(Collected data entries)
:::

use std::time::Duration;

pub const DEFAULT_API_URL: &str = "http://localhost:8000";
pub const API_URL_ENV: &str = "MASKWATCH_API_URL";

pub const HEALTH_PATH: &str = "/health";
pub const DETECT_PATH: &str = "/detect-base64";

/// Upper bound for a single detection request; also caps how long the
/// processing flag can stay set.
pub const DEFAULT_REQUEST_TIMEOUT: Duration = Duration::from_secs(30);

/// How long `start()` waits for a freshly attached stream to report frame
/// dimensions.
pub const DEFAULT_READY_TIMEOUT: Duration = Duration::from_secs(10);

pub const DEFAULT_POLL_INTERVAL: Duration = Duration::from_millis(2000);

/// JPEG quality on the `image` crate's 1-100 scale (≈0.8).
pub const DEFAULT_JPEG_QUALITY: u8 = 80;

pub const MAX_UPLOAD_BYTES: usize = 10 * 1024 * 1024;

pub const IDEAL_WIDTH: u32 = 1280;
pub const IDEAL_HEIGHT: u32 = 720;

pub const JPEG_MIME: &str = "image/jpeg";
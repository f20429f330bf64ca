pub mod detection_scheduler;
pub mod poll_handle;
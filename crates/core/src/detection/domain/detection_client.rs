use std::time::Duration;

use thiserror::Error;

use crate::detection::domain::detection_result::DetectionResult;
use crate::shared::raw_frame::RawFrame;

#[derive(Error, Debug, Clone, PartialEq)]
pub enum DetectError {
    #[error("cannot reach detection backend: {0}")]
    Network(String),
    #[error("detection request timed out after {0:?}")]
    Timeout(Duration),
    #[error("detection backend returned HTTP {status}: {body}")]
    Server { status: u16, body: String },
    #[error("invalid response from detection backend: {0}")]
    Protocol(String),
}

/// Domain interface to the remote detection service.
///
/// Implementations issue exactly one request per call, never retry, and never
/// touch session state.
pub trait DetectionClient: Send + Sync {
    fn detect(&self, frame: &RawFrame) -> Result<DetectionResult, DetectError>;

    /// Succeeds when the backend answers its health endpoint with 200.
    fn health(&self) -> Result<(), DetectError>;
}
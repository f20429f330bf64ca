use std::path::Path;

use crate::camera::camera_session::CameraSession;
use crate::capture::frame_capturer::{CaptureError, FrameCapturer};
use crate::shared::raw_frame::RawFrame;

/// An image file handed in by the user, not yet validated.
#[derive(Clone, Debug, PartialEq)]
pub struct UploadedFile {
    pub bytes: Vec<u8>,
    pub mime_type: String,
    pub name: Option<String>,
}

impl UploadedFile {
    pub fn new(bytes: Vec<u8>, mime_type: impl Into<String>) -> Self {
        Self {
            bytes,
            mime_type: mime_type.into(),
            name: None,
        }
    }

    /// Reads a file from disk, guessing its MIME type from the extension.
    /// Unknown extensions get `application/octet-stream` and will be rejected
    /// by the capturer.
    pub fn from_path(path: &Path) -> std::io::Result<Self> {
        let bytes = std::fs::read(path)?;
        let mime_type = image::ImageFormat::from_path(path)
            .map(|format| format.to_mime_type())
            .unwrap_or("application/octet-stream");
        Ok(Self {
            bytes,
            mime_type: mime_type.to_string(),
            name: path.file_name().map(|n| n.to_string_lossy().into_owned()),
        })
    }
}

/// Where the frame for one detect cycle comes from.
#[derive(Clone, Debug)]
pub enum FrameSource {
    LiveCamera,
    Upload(UploadedFile),
}

impl FrameSource {
    /// Live results are subject to the stale-response guard; uploads are not.
    pub fn is_live(&self) -> bool {
        matches!(self, FrameSource::LiveCamera)
    }

    pub fn acquire(
        &self,
        camera: &CameraSession,
        capturer: &FrameCapturer,
    ) -> Result<RawFrame, CaptureError> {
        match self {
            FrameSource::LiveCamera => camera.with_stream(|stream| capturer.capture_live(stream)),
            FrameSource::Upload(file) => capturer.capture_file(&file.bytes, &file.mime_type),
        }
    }
}
pub mod camera;
pub mod capture;
pub mod detection;
pub mod errors;
pub mod scheduling;
pub mod session;
pub mod shared;
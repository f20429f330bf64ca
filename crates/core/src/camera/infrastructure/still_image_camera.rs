use std::path::Path;
use std::time::Duration;

use crate::camera::domain::camera_device::{
    CameraDevice, DeviceFailure, LiveStream, StreamConstraints, StreamMetadata,
};
use crate::shared::frame::Frame;

/// A camera that always shows the same picture.
///
/// Useful wherever a deterministic source is needed: every grab returns the
/// same pixels, so every capture encodes to the same bytes.
pub struct StillImageCamera {
    frame: Frame,
}

impl StillImageCamera {
    pub fn new(frame: Frame) -> Self {
        Self { frame }
    }

    /// Decodes an image file into the frame to show.
    pub fn from_path(path: &Path) -> Result<Self, DeviceFailure> {
        let decoded = image::open(path).map_err(|e| {
            DeviceFailure::new(
                "NotFoundError",
                format!("Failed to load {}: {e}", path.display()),
            )
        })?;
        let rgb = decoded.to_rgb8();
        let (width, height) = rgb.dimensions();
        Ok(Self::new(Frame::new(rgb.into_raw(), width, height, 0)))
    }
}

impl CameraDevice for StillImageCamera {
    fn open(
        &mut self,
        _constraints: &StreamConstraints,
    ) -> Result<Box<dyn LiveStream>, DeviceFailure> {
        if self.frame.is_empty() {
            return Err(DeviceFailure::new(
                "NotFoundError",
                "Requested device not found",
            ));
        }
        Ok(Box::new(StillImageStream {
            frame: self.frame.clone(),
            playing: false,
            stopped: false,
            next_index: 0,
        }))
    }
}

struct StillImageStream {
    frame: Frame,
    playing: bool,
    stopped: bool,
    next_index: u64,
}

impl StillImageStream {
    fn ensure_live(&self) -> Result<(), DeviceFailure> {
        if self.stopped {
            return Err(DeviceFailure::new(
                "InvalidStateError",
                "The stream has been stopped",
            ));
        }
        Ok(())
    }
}

impl LiveStream for StillImageStream {
    fn wait_ready(&mut self, _timeout: Duration) -> Result<StreamMetadata, DeviceFailure> {
        self.ensure_live()?;
        Ok(StreamMetadata {
            width: self.frame.width(),
            height: self.frame.height(),
        })
    }

    fn play(&mut self) -> Result<(), DeviceFailure> {
        self.ensure_live()?;
        self.playing = true;
        Ok(())
    }

    fn metadata(&self) -> Option<StreamMetadata> {
        if self.stopped {
            return None;
        }
        Some(StreamMetadata {
            width: self.frame.width(),
            height: self.frame.height(),
        })
    }

    fn is_playing(&self) -> bool {
        self.playing
    }

    fn grab(&mut self) -> Result<Frame, DeviceFailure> {
        self.ensure_live()?;
        let frame = Frame::new(
            self.frame.data().to_vec(),
            self.frame.width(),
            self.frame.height(),
            self.next_index,
        );
        self.next_index += 1;
        Ok(frame)
    }

    fn stop(&mut self) {
        self.playing = false;
        self.stopped = true;
    }
}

:::

◆ Brief: Give nothing except how many lines of the records include "every".

◆ Your response: 2